Trail-Blazer. As an outside-insider, you do not care much for doing things by the book. What have been the most important moments in your career thus far?
It takes an outsider to impact the status quo, so every move has been important. If I had to backtrack a little, for me the most important moment was to focus on the big picture, appealing to the international fashion scene instead of the local Danish one. This put us on the ‘fashion map’ and we have never looked back since, although the locals are more in the picture now than ever before. I like how that worked out. We just kept doing our thing.
Storm-trooper. Nicklas, on various occasions, you have voiced your concerns about the fashion industry. What are your sentiments today?
The world has broken off into two pieces, one real and one fake. In my opinion, the fashion industry also has this ‘ability’ to do just that;: real quality can be ignored due to nepotism or even worse influences. These days, my concerns are raising, but why spent any time on this negative energy. Fashion to me is all about your ability to create something new, unseen originality which inspires people to move forward and upwards. People should treat fashion like food, they should be careful of what they put into their mind, body and soul because it can easily be destroyed by lies or manipulation. So stop ‘eating’ everything you see or read, and start questioning the authenticity or references, otherwise you are a part of dumbing down fashion.
Turn the page boy. If we look at design, you have a clear perspective on masculine dressing, has this changed or developed over time?

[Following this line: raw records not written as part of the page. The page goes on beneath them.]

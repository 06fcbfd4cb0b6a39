//! # Database Error Types
//!
//! Error types for draft-store operations.
//!
//! ## Error Flow
//! ```text
//! ┌─────────────────────────────────────────────────────────────────────────┐
//! │                    Error Propagation                                    │
//! │                                                                         │
//! │  SQLite Error (sqlx::Error)                                            │
//! │       │                                                                 │
//! │       ▼                                                                 │
//! │  DbError (this module) ← Adds context and categorization               │
//! │       │                                                                 │
//! │       ▼                                                                 │
//! │  SubmitError (tally-submit) ← Draft-store failures during checkout     │
//! │                                                                         │
//! └─────────────────────────────────────────────────────────────────────────┘
//! ```

use thiserror::Error;

/// Draft-store operation errors.
///
/// These errors wrap sqlx errors and provide additional context
/// for debugging and operator feedback.
#[derive(Debug, Error)]
pub enum DbError {
    /// No draft exists for the given session.
    #[error("No draft for session: {session_key}")]
    DraftNotFound { session_key: String },

    /// Database connection failed.
    ///
    /// ## When This Occurs
    /// - Database file doesn't exist and can't be created
    /// - File permissions issue
    /// - Disk full
    #[error("Connection failed: {0}")]
    ConnectionFailed(String),

    /// Migration failed.
    #[error("Migration failed: {0}")]
    MigrationFailed(String),

    /// Query execution failed.
    #[error("Query failed: {0}")]
    QueryFailed(String),

    /// Draft payload could not be serialized or deserialized.
    #[error("Draft payload invalid: {0}")]
    PayloadInvalid(String),

    /// Pool exhausted (all connections in use).
    #[error("Connection pool exhausted")]
    PoolExhausted,

    /// Internal database error.
    #[error("Internal database error: {0}")]
    Internal(String),
}

impl DbError {
    /// Creates a DraftNotFound error for a session key.
    pub fn draft_not_found(session_key: impl Into<String>) -> Self {
        DbError::DraftNotFound {
            session_key: session_key.into(),
        }
    }
}

/// Convert sqlx errors to DbError.
impl From<sqlx::Error> for DbError {
    fn from(err: sqlx::Error) -> Self {
        match err {
            sqlx::Error::RowNotFound => DbError::DraftNotFound {
                session_key: "unknown".to_string(),
            },
            sqlx::Error::Database(db_err) => DbError::QueryFailed(db_err.message().to_string()),
            sqlx::Error::PoolTimedOut => DbError::PoolExhausted,
            sqlx::Error::PoolClosed => DbError::ConnectionFailed("Pool is closed".to_string()),
            _ => DbError::Internal(err.to_string()),
        }
    }
}

impl From<sqlx::migrate::MigrateError> for DbError {
    fn from(err: sqlx::migrate::MigrateError) -> Self {
        DbError::MigrationFailed(err.to_string())
    }
}

impl From<serde_json::Error> for DbError {
    fn from(err: serde_json::Error) -> Self {
        DbError::PayloadInvalid(err.to_string())
    }
}

/// Result type for draft-store operations.
pub type DbResult<T> = Result<T, DbError>;
impl Stage {
    /// Wrap a layer.
    pub fn new(layer: Layer) -> Self {
        Self {
            layer,
            edit_target: EditTarget::Root,
        }
    }

    /// Stage over a fresh anonymous layer.
    pub fn create_in_memory() -> Self {
        Self::new(Layer::create_anonymous("stage"))
    }

    /// Root layer.
    pub fn layer(&self) -> &Layer {
        &self.layer
    }

    /// Root layer for direct spec edits.
    pub fn layer_mut(&mut self) -> &mut Layer {
        &mut self.layer
    }

    /// Take the root layer.
    pub fn into_layer(self) -> Layer {
        self.layer
    }

    /// Current edit target.
    pub fn edit_target(&self) -> &EditTarget {
        &self.edit_target
    }

    /// Replace the edit target and return the previous one.
    pub fn set_edit_target(&mut self, target: EditTarget) -> EditTarget {
        std::mem::replace(&mut self.edit_target, target)
    }

    /// Edit target for a variant of `set` on `prim`.
    pub fn variant_edit_target(&self, prim: &SdfPath, set: &str, variant: &str) -> EditTarget {
        EditTarget::Variant {
            prim: prim.clone(),
            set: set.to_string(),
            variant: variant.to_string(),
        }
    }

    /// Switch the edit target until the returned guard drops.
    pub fn edit_context(&mut self, target: EditTarget) -> EditContext<'_> {
        let previous = self.set_edit_target(target);
        EditContext {
            stage: self,
            previous: Some(previous),
        }
    }

    /// Write the root layer to its own path.
    pub fn save(&self) -> Result<()> {
        self.layer.save()
    }

    // ------------------------------------------------------------------
    // Authoring
    // ------------------------------------------------------------------

    /// Spec for `path` in the current edit target, created as needed.
    fn edit_spec(&mut self, path: &SdfPath, specifier: Specifier) -> Result<&mut PrimSpec> {
        if path.is_empty() || path.is_absolute_root() {
            return Err(Error::InvalidPath(path.to_string()));
        }
        match &self.edit_target {
            EditTarget::Root => Ok(self.layer.ensure_prim(path, specifier)),
            EditTarget::Variant { prim, set, variant } => {
                let rel = path.relative_components(prim).ok_or_else(|| {
                    Error::EditTarget(format!(
                        "{} is not under variant prim {} ({}={})",
                        path, prim, set, variant
                    ))
                })?;
                let owner: Vec<&str> = prim.components().collect();
                let owner = self
                    .layer
                    .pseudo_root
                    .ensure_descendant(&owner, Specifier::Over);
                let variant = owner.ensure_variant_set(set).ensure_variant(variant);
                Ok(variant.prim.ensure_descendant(&rel, specifier))
            }
        }
    }

    /// Define a prim; missing ancestors are defined without a type.
    pub fn define_prim(&mut self, path: &SdfPath, type_name: &str) -> Result<()> {
        let spec = self.edit_spec(path, Specifier::Def)?;
        spec.specifier = Specifier::Def;
        if !type_name.is_empty() {
            spec.type_name = type_name.to_string();
        }
        Ok(())
    }

    /// Author an empty override.
    pub fn override_prim(&mut self, path: &SdfPath) -> Result<()> {
        self.edit_spec(path, Specifier::Over)?;
        Ok(())
    }

    /// Remove a prim spec and its subtree from the root layer.
    pub fn remove_prim(&mut self, path: &SdfPath) -> bool {
        self.layer.remove_prim(path)
    }

    /// Author the `active` opinion.
    pub fn set_active(&mut self, path: &SdfPath, active: bool) -> Result<()> {
        self.edit_spec(path, Specifier::Over)?.active = Some(active);
        Ok(())
    }

    /// Add a reference to another prim of this layer.
    pub fn add_internal_reference(&mut self, path: &SdfPath, target: &SdfPath) -> Result<()> {
        if target.is_empty() || target.is_absolute_root() {
            return Err(Error::InvalidPath(target.to_string()));
        }
        let reference = Reference::internal(target.clone());
        let spec = self.edit_spec(path, Specifier::Over)?;
        if !spec.references.contains(&reference) {
            spec.references.push(reference);
        }
        Ok(())
    }

    /// Add an arc to another asset. External assets are recorded, not composed.
    pub fn add_reference(&mut self, path: &SdfPath, reference: Reference, as_payload: bool) -> Result<()> {
        let spec = self.edit_spec(path, Specifier::Over)?;
        let arcs = if as_payload {
            &mut spec.payloads
        } else {
            &mut spec.references
        };
        if !arcs.contains(&reference) {
            arcs.push(reference);
        }
        Ok(())
    }

    /// Create (or reuse) a variant set.
    pub fn add_variant_set(&mut self, path: &SdfPath, set: &str) -> Result<()> {
        self.edit_spec(path, Specifier::Over)?.ensure_variant_set(set);
        Ok(())
    }

    /// Create (or reuse) a variant in a set.
    pub fn add_variant(&mut self, path: &SdfPath, set: &str, variant: &str) -> Result<()> {
        self.edit_spec(path, Specifier::Over)?
            .ensure_variant_set(set)
            .ensure_variant(variant);
        Ok(())
    }

    /// Select a variant.
    pub fn set_variant_selection(&mut self, path: &SdfPath, set: &str, variant: &str) -> Result<()> {
        self.edit_spec(path, Specifier::Over)?
            .variant_selections
            .insert(set.to_string(), variant.to_string());
        Ok(())
    }

    /// Variant names of a set, as authored in the root layer.
    pub fn variant_names(&self, path: &SdfPath, set: &str) -> Vec<String> {
        self.layer
            .prim_at_path(path)
            .and_then(|p| p.variant_set(set))
            .map(|v| v.variant_names())
            .unwrap_or_default()
    }

    /// Composed variant selection.
    pub fn variant_selection(&self, path: &SdfPath, set: &str) -> Option<String> {
        self.prim_index(path)
            .into_iter()
            .find_map(|s| s.variant_selections.get(set).cloned())
    }

    /// Author an attribute value.
    pub fn set_attribute(
        &mut self,
        path: &SdfPath,
        name: &str,
        value: Value,
        time: TimeCode,
    ) -> Result<()> {
        self.edit_spec(path, Specifier::Over)?
            .set_attribute(name, value, time);
        Ok(())
    }

    /// Author model kind metadata.
    pub fn set_kind(&mut self, path: &SdfPath, kind: &str) -> Result<()> {
        self.edit_spec(path, Specifier::Over)?
            .metadata
            .set(MetaData::KIND, kind);
        Ok(())
    }

    /// Author a custom metadata string.
    pub fn set_metadata(&mut self, path: &SdfPath, key: &str, value: &str) -> Result<()> {
        self.edit_spec(path, Specifier::Over)?.metadata.set(key, value);
        Ok(())
    }

    // ------------------------------------------------------------------
    // Layer metadata
    // ------------------------------------------------------------------

    /// Default prim name.
    pub fn default_prim(&self) -> Option<&str> {
        self.layer.metadata.default_prim.as_deref()
    }

    /// Set the default prim name.
    pub fn set_default_prim(&mut self, name: &str) {
        self.layer.metadata.default_prim = Some(name.to_string());
    }

    /// Clear the default prim.
    pub fn clear_default_prim(&mut self) {
        self.layer.metadata.default_prim = None;
    }

    // ------------------------------------------------------------------
    // Composition
    // ------------------------------------------------------------------

    /// Specs contributing to `path`, strongest first.
    pub fn prim_index(&self, path: &SdfPath) -> Vec<&PrimSpec> {
        self.compose(path, 0)
    }

    fn compose(&self, path: &SdfPath, depth: usize) -> Vec<&PrimSpec> {
        let mut out = Vec::new();
        if path.is_empty() || path.is_absolute_root() || depth > MAX_COMPOSITION_DEPTH {
            return out;
        }
        let parent = path.parent();
        let parents = if parent.is_absolute_root() {
            vec![&self.layer.pseudo_root]
        } else {
            self.compose(&parent, depth + 1)
        };
        let name = path.name();
        for spec in parents {
            if let Some(child) = spec.child(name) {
                self.expand(child, depth + 1, &mut out);
            }
        }
        out
    }

    /// Push `spec` followed by its selected variants and internal arcs.
    fn expand<'a>(&'a self, spec: &'a PrimSpec, depth: usize, out: &mut Vec<&'a PrimSpec>) {
        if depth > MAX_COMPOSITION_DEPTH {
            return;
        }
        out.push(spec);
        for vset in &spec.variant_sets {
            let selection = out
                .iter()
                .find_map(|s| s.variant_selections.get(&vset.name))
                .cloned();
            if let Some(variant) = selection.and_then(|sel| vset.variant(&sel)) {
                self.expand(&variant.prim, depth + 1, out);
            }
        }
        for arc in spec.references.iter().chain(spec.payloads.iter()) {
            if arc.is_internal() && !arc.prim_path.is_empty() {
                let target = self.compose(&arc.prim_path, depth + 1);
                out.extend(target);
            }
        }
    }

    fn compose_prim(&self, path: &SdfPath) -> Option<Prim> {
        let index = self.prim_index(path);
        if index.is_empty() {
            return None;
        }
        let specifier = if index.iter().any(|s| s.specifier == Specifier::Def) {
            Specifier::Def
        } else {
            index[0].specifier
        };
        let type_name = index
            .iter()
            .map(|s| s.type_name.as_str())
            .find(|t| !t.is_empty())
            .unwrap_or_default()
            .to_string();
        let active = index.iter().find_map(|s| s.active).unwrap_or(true);

        let metadata = MetaData::compose(index.iter().map(|s| &s.metadata));

        let mut children: Vec<String> = Vec::new();
        for spec in &index {
            for child in &spec.children {
                if !children.contains(&child.name) {
                    children.push(child.name.clone());
                }
            }
        }

        Some(Prim {
            path: path.clone(),
            type_name,
            specifier,
            active,
            metadata,
            has_authored_references: index.iter().any(|s| !s.references.is_empty()),
            has_authored_payloads: index.iter().any(|s| !s.payloads.is_empty()),
            children,
        })
    }

    /// Composed prim. `None` if nothing is authored or an ancestor is inactive.
    pub fn prim(&self, path: &SdfPath) -> Option<Prim> {
        let prim = self.compose_prim(path)?;
        for ancestor in path.parent().prefixes() {
            match self.compose_prim(&ancestor) {
                Some(a) if a.active => {}
                _ => return None,
            }
        }
        Some(prim)
    }

    /// Check for a composed prim.
    pub fn has_prim(&self, path: &SdfPath) -> bool {
        self.prim(path).is_some()
    }

    /// Composed model kind.
    pub fn kind(&self, path: &SdfPath) -> Option<String> {
        self.prim(path).and_then(|p| p.kind().map(str::to_string))
    }

    /// Child paths of a prim; inactive prims have none.
    pub fn children(&self, path: &SdfPath) -> Vec<SdfPath> {
        let names = if path.is_absolute_root() {
            self.layer.root_prim_names()
        } else {
            match self.prim(path) {
                Some(p) if p.active => p.children,
                _ => return Vec::new(),
            }
        };
        names
            .iter()
            .filter_map(|n| path.append_child(n).ok())
            .collect()
    }

    /// Active, defined prims in pre-order. Inactive or undefined prims prune their subtree.
    pub fn traverse(&self) -> Vec<Prim> {
        let mut out = Vec::new();
        self.walk(&SdfPath::absolute_root(), false, &mut out);
        out
    }

    /// Every composed prim in pre-order, including inactive ones (but not below them).
    pub fn traverse_all(&self) -> Vec<Prim> {
        let mut out = Vec::new();
        self.walk(&SdfPath::absolute_root(), true, &mut out);
        out
    }

    fn walk(&self, path: &SdfPath, include_all: bool, out: &mut Vec<Prim>) {
        let names = if path.is_absolute_root() {
            self.layer.root_prim_names()
        } else {
            match self.compose_prim(path) {
                Some(p) => p.children,
                None => return,
            }
        };
        for name in names {
            let Ok(child) = path.append_child(&name) else {
                continue;
            };
            let Some(prim) = self.compose_prim(&child) else {
                continue;
            };
            let visible = prim.active && prim.is_defined();
            if !include_all && !visible {
                continue;
            }
            let descend = prim.active;
            out.push(prim);
            if descend {
                self.walk(&child, include_all, out);
            }
        }
    }

    /// Strongest attribute opinion.
    pub fn attribute(&self, path: &SdfPath, name: &str) -> Option<&AttributeSpec> {
        self.prim_index(path)
            .into_iter()
            .find_map(|s| s.attributes.get(name))
    }

    /// Composed attribute value at `time`.
    pub fn attribute_value(&self, path: &SdfPath, name: &str, time: TimeCode) -> Option<Value> {
        self.attribute(path, name).and_then(|a| a.get(time)).cloned()
    }

    /// All composed attributes, strongest opinion per name.
    pub fn attributes(&self, path: &SdfPath) -> BTreeMap<String, AttributeSpec> {
        let mut out = BTreeMap::new();
        for spec in self.prim_index(path).into_iter().rev() {
            for (name, attr) in &spec.attributes {
                out.insert(name.clone(), attr.clone());
            }
        }
        out
    }
}
//! Prim writers: per-node serializers driven by the export job.
//!
//! The job asks the [`WriterRegistry`] for a writer for every node it
//! visits. A writer defines its prim when created, writes default values
//! right after, then writes again once per exported frame.

mod registry;
mod shape;
mod xform;

pub use registry::{WriterFactory, WriterRegistry};
pub use shape::ShapeWriter;
pub use xform::XformWriter;

use crate::job::JobExportArgs;
use crate::scene::{NodePath, SceneGraph};
use crate::sdf::{SdfPath, Stage, TimeCode};
use crate::util::Result;

/// What a writer can reach while writing.
pub struct WriterContext<'a> {
    pub stage: &'a mut Stage,
    pub scene: &'a dyn SceneGraph,
    pub args: &'a JobExportArgs,
}

/// Serializer for one source node.
pub trait PrimWriter {
    /// Source node.
    fn node(&self) -> &NodePath;

    /// Prim this writer authors.
    fn usd_path(&self) -> &SdfPath;

    /// Author values at `time`. `TimeCode::Default` is called exactly once,
    /// before any time sample.
    fn write(&mut self, time: TimeCode, ctx: &mut WriterContext<'_>) -> Result<()>;

    /// Skip the node's children during traversal.
    fn should_prune_children(&self) -> bool {
        false
    }

    /// Node to prim mapping this writer contributes.
    fn path_mapping(&self) -> Vec<(NodePath, SdfPath)> {
        vec![(self.node().clone(), self.usd_path().clone())]
    }

    /// Whether the prim is renderable geometry.
    fn exports_gprims(&self) -> bool {
        false
    }

    /// Whether the prim references other assets.
    fn exports_references(&self) -> bool {
        false
    }

    /// Called once after all frames are written.
    fn post_export(&mut self, _ctx: &mut WriterContext<'_>) {}
}
#[cfg(test)]
mod tests {
    use super::*;
    use crate::sdf::value::TimeCode;

    #[test]
    fn test_binary_layer_roundtrip() {
        let mut layer = Layer::create_anonymous("bin");
        layer.metadata.default_prim = Some("root".into());
        layer.metadata.meters_per_unit = Some(0.01);
        layer
            .metadata
            .custom_layer_data
            .insert("exporter".into(), Value::String("usd-export".into()));

        let root = layer.ensure_prim(&SdfPath::new("/root").unwrap(), Specifier::Def);
        root.type_name = "Xform".into();
        root.metadata.set(MetaData::KIND, "component");
        root.references.push(Reference::internal(SdfPath::new("/base").unwrap()));
        root.set_attribute("xformOp:transform", Value::Matrix4d(DMat4::IDENTITY), TimeCode::Default);
        root.set_attribute("size", Value::Double(2.0), TimeCode::Time(1.0));
        let vset = root.ensure_variant_set("modelingVariant");
        vset.ensure_variant("a").prim.ensure_child("geo", Specifier::Over).active = Some(false);
        root.variant_selections.insert("modelingVariant".into(), "a".into());

        let bytes = write_layer(&layer).unwrap();
        let mut decoded = Layer::create_anonymous("out");
        read_layer(&bytes, &mut decoded).unwrap();

        assert_eq!(decoded.metadata, layer.metadata);
        assert_eq!(decoded.pseudo_root, layer.pseudo_root);
    }

    #[test]
    fn test_external_arcs_without_target_roundtrip() {
        let mut layer = Layer::create_anonymous("bin");
        let proxy = layer.ensure_prim(&SdfPath::new("/asset/setShape").unwrap(), Specifier::Def);
        proxy.references.push(Reference {
            asset_path: "set.usda".into(),
            prim_path: SdfPath::empty(),
        });
        proxy.payloads.push(Reference {
            asset_path: "heavy.usdc".into(),
            prim_path: SdfPath::empty(),
        });

        let bytes = write_layer(&layer).unwrap();
        let mut decoded = Layer::create_anonymous("out");
        read_layer(&bytes, &mut decoded).unwrap();

        assert_eq!(decoded.pseudo_root, layer.pseudo_root);
        let proxy = decoded.prim_at_path(&SdfPath::new("/asset/setShape").unwrap()).unwrap();
        assert!(proxy.references[0].prim_path.is_empty());
        assert_eq!(proxy.payloads[0].asset_path, "heavy.usdc");
    }

    #[test]
    fn test_truncated_data_rejected() {
        let layer = Layer::create_anonymous("bin");
        let bytes = write_layer(&layer).unwrap();
        let mut decoded = Layer::create_anonymous("out");
        assert!(read_layer(&bytes[..bytes.len() - 2], &mut decoded).is_err());
        assert!(read_layer(b"NOTALAYER", &mut decoded).is_err());
    }
}
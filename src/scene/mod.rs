//! Source scene graph: the host side of an export.
//!
//! The exporter only talks to the host through [`SceneGraph`].
//! [`MemoryScene`] is a complete in-memory host used by the CLI and tests.

mod graph;
mod memory;
mod node;
mod units;

pub use graph::SceneGraph;
pub use memory::{MemoryScene, DEFAULT_RENDER_LAYER};
pub use node::{NodeCategory, NodePath, NODE_SEPARATOR};
pub use units::{Axis, DistanceUnit};
//! Finalization: variants, default prim, final hooks, pruning, save and packaging.

use std::fs;
use std::path::Path;

use tracing::{debug, error, info, warn};

use super::args::{Compatibility, DEFAULT_PRIM_NONE};
use super::prune::prune_empty_prims;
use super::variants::{variant_root_path, write_variants};
use super::WriteJob;
use crate::chaser::ChaserContext;
use crate::sdf::{create_package, PackageProfile, SdfPath};
use crate::util::{Error, Result};
use crate::writer::WriterContext;

/// Name of the root layer inside a package: the package stem with the
/// extension of the layer being packaged.
pub(super) fn first_layer_name(package: &Path, layer: &Path) -> String {
    let stem = package
        .file_stem()
        .map(|s| s.to_string_lossy().to_string())
        .unwrap_or_default();
    match layer.extension() {
        Some(ext) => format!("{}.{}", stem, ext.to_string_lossy()),
        None => stem,
    }
}

fn same_unit(a: f64, b: f64) -> bool {
    (a - b).abs() <= f64::EPSILON * a.abs().max(b.abs())
}

impl WriteJob<'_> {
    pub(super) fn finish_writing(&mut self) -> Result<()> {
        let scene = self.ctx.scene;
        let root_prim_path = self.ctx.root_prim_path().cloned();
        let stage = self
            .ctx
            .stage
            .as_mut()
            .ok_or_else(|| Error::other("No stage is open"))?;

        let usd_root_prim = stage
            .layer()
            .root_prim_names()
            .first()
            .map(|name| SdfPath::absolute_root().append_child(name))
            .transpose()?;
        let mut default_prim = usd_root_prim.as_ref().map(|p| p.name().to_string());

        if let Some(root) = &usd_root_prim {
            if self.render_layers.len() > 1 && self.ctx.args.usd_model_root_override_path.is_some() {
                let first_node = self.ctx.writers.first().map(|w| w.node());
                let variant_root = variant_root_path(root_prim_path.as_ref(), first_node)?;
                default_prim = Some(write_variants(stage, scene, root, &variant_root, &self.dag_to_usd)?);
            }
        }

        if let Some(saved) = self.saved_render_layer.take() {
            if scene.current_render_layer() != saved {
                debug!("Restoring render layer {}", saved);
                scene.set_current_render_layer(&saved);
            }
        }

        let args = &self.ctx.args;
        let internal = scene.internal_unit();
        if !same_unit(args.meters_per_unit, internal.meters_per_unit()) {
            warn!(
                "Distance unit conversion is limited; distances are written in {} \
                 except where conversion is supported and enabled",
                internal.token()
            );
        }
        if args.export_distance_unit {
            stage.layer_mut().metadata.meters_per_unit = Some(args.meters_per_unit);
        }

        if !args.default_prim.is_empty() {
            if args.default_prim != DEFAULT_PRIM_NONE {
                stage.set_default_prim(&args.default_prim);
            }
        } else if let Some(name) = &default_prim {
            stage.set_default_prim(name);
        }

        let mut wctx = WriterContext { stage, scene, args };
        for writer in &mut self.ctx.writers {
            writer.post_export(&mut wctx);
        }

        self.extra_prim_paths.clear();
        let mut cctx = ChaserContext {
            stage: wctx.stage,
            scene,
            args,
            dag_to_usd: &self.dag_to_usd,
        };
        for named in &mut self.chasers {
            if let Err(e) = named.chaser.post_export(&mut cctx) {
                error!("Chaser {} failed to finish: {}", named.name, e);
                return Err(Error::ChaserFailed {
                    name: named.name.clone(),
                    hook: "post_export",
                });
            }
            self.extra_prim_paths
                .extend(named.chaser.extra_prim_paths().iter().cloned());
        }

        let stage = cctx.stage;
        self.callbacks.post_export(stage);

        if !args.include_empty_transforms {
            let protected = match stage.default_prim() {
                None | Some("") => None,
                Some(name) if name.starts_with('/') => Some(SdfPath::new(name)?),
                Some(name) => Some(SdfPath::absolute_root().append_child(name)?),
            };
            let removed = prune_empty_prims(stage, protected.as_ref());
            if !removed.is_empty() {
                debug!("Pruned {} empty prims", removed.len());
            }
        }

        // Dropping the changer puts the host's axis and units back.
        self.axis_units = None;

        info!("Saving stage");
        if stage.layer().permission_to_save() {
            stage.save()?;
        }

        if let Some(package) = self.package_name.clone() {
            info!("Packaging USDZ file");
            let profile = match args.compatibility {
                Compatibility::AppleArKit => PackageProfile::AppleArKit,
                Compatibility::None => PackageProfile::Standard,
            };
            let name = first_layer_name(&package, &self.file_name);
            if let Err(e) = create_package(&self.file_name, &package, &name, profile) {
                let e = Error::Package {
                    package: package.clone(),
                    message: e.to_string(),
                };
                error!(
                    "{} (from temporary stage '{}')",
                    e,
                    self.file_name.display()
                );
                self.package_error = Some(e.to_string());
            }
        }

        // Writers and the stage go before the temporary file does.
        self.ctx.writers.clear();
        self.written_layer = self.ctx.stage.take().map(|s| s.into_layer());

        if self.package_name.is_some() {
            if let Err(e) = fs::remove_file(&self.file_name) {
                warn!(
                    "Could not delete temporary stage '{}': {}",
                    self.file_name.display(),
                    e
                );
            }
        }
        Ok(())
    }
}

#[cfg(test)]
mod tests {
    use super::*;

    #[test]
    fn test_first_layer_name() {
        assert_eq!(
            first_layer_name(Path::new("out/asset.usdz"), Path::new("out/tmp-0a1b.usdc")),
            "asset.usdc"
        );
        assert_eq!(
            first_layer_name(Path::new("my.asset.usdz"), Path::new("tmp.usdc")),
            "my.asset.usdc"
        );
    }

    #[test]
    fn test_same_unit() {
        assert!(same_unit(0.01, 0.01));
        assert!(!same_unit(0.01, 1.0));
    }
}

No its still the same, maybe even more so for that matter but the concept of dressing more masculine that has evolved so little over time. The unisex gender vibe has played a part and pushed what it means to dress masculine to another level. Masculinity, now, is more a mental state of mind or a feeling then an add-on to your persona.
Clothmaker. What you are in the end. What are the key pieces of this fresh SS17 collection?
The SS17 collection is inspired by ‘the rite of passage’ an African tribal ritual which is a reference to human growth: going from being a kid to an adult by slaying dangerous animals. The jackets are out of this world, they have a clear reference to the collection’s theme but still very much contemporary and wearable. The details on each jacket are done entirely by hand, with a clear connection to the overall look of the collection. And then I added a sharp curation of more complementary pieces to fully complete the circle such as crisp hoodies, sweatshirts and sharply tailored polos.
Jimmy. The subject of this campaign. As he is a more of a local Danish renegade and perhaps little know by our readers, could you tell me more about him?
Jimmy Jørgensen was the perfect match for the SS17 campaign: an educated plumber, born with a birthmark across his right cheek. He is the lead singer in his own rock band Hotel Hunger, which he started back in the 80s. And now he has evolved as a talented actor by being true to himself in spite of the controversy his birthmark has caused him whilst growing up. For me, he has that inner strength that many people are envious of. Jimmy has an elegant rawness to him which reflects the red thread running through this collection. It was one of the easiest workdays, the whole day went by very smoothly due to his professional attitude and kind nature. He and I grew up, not far from the same town but from the same area, so I could pretty easily relate to his character and being.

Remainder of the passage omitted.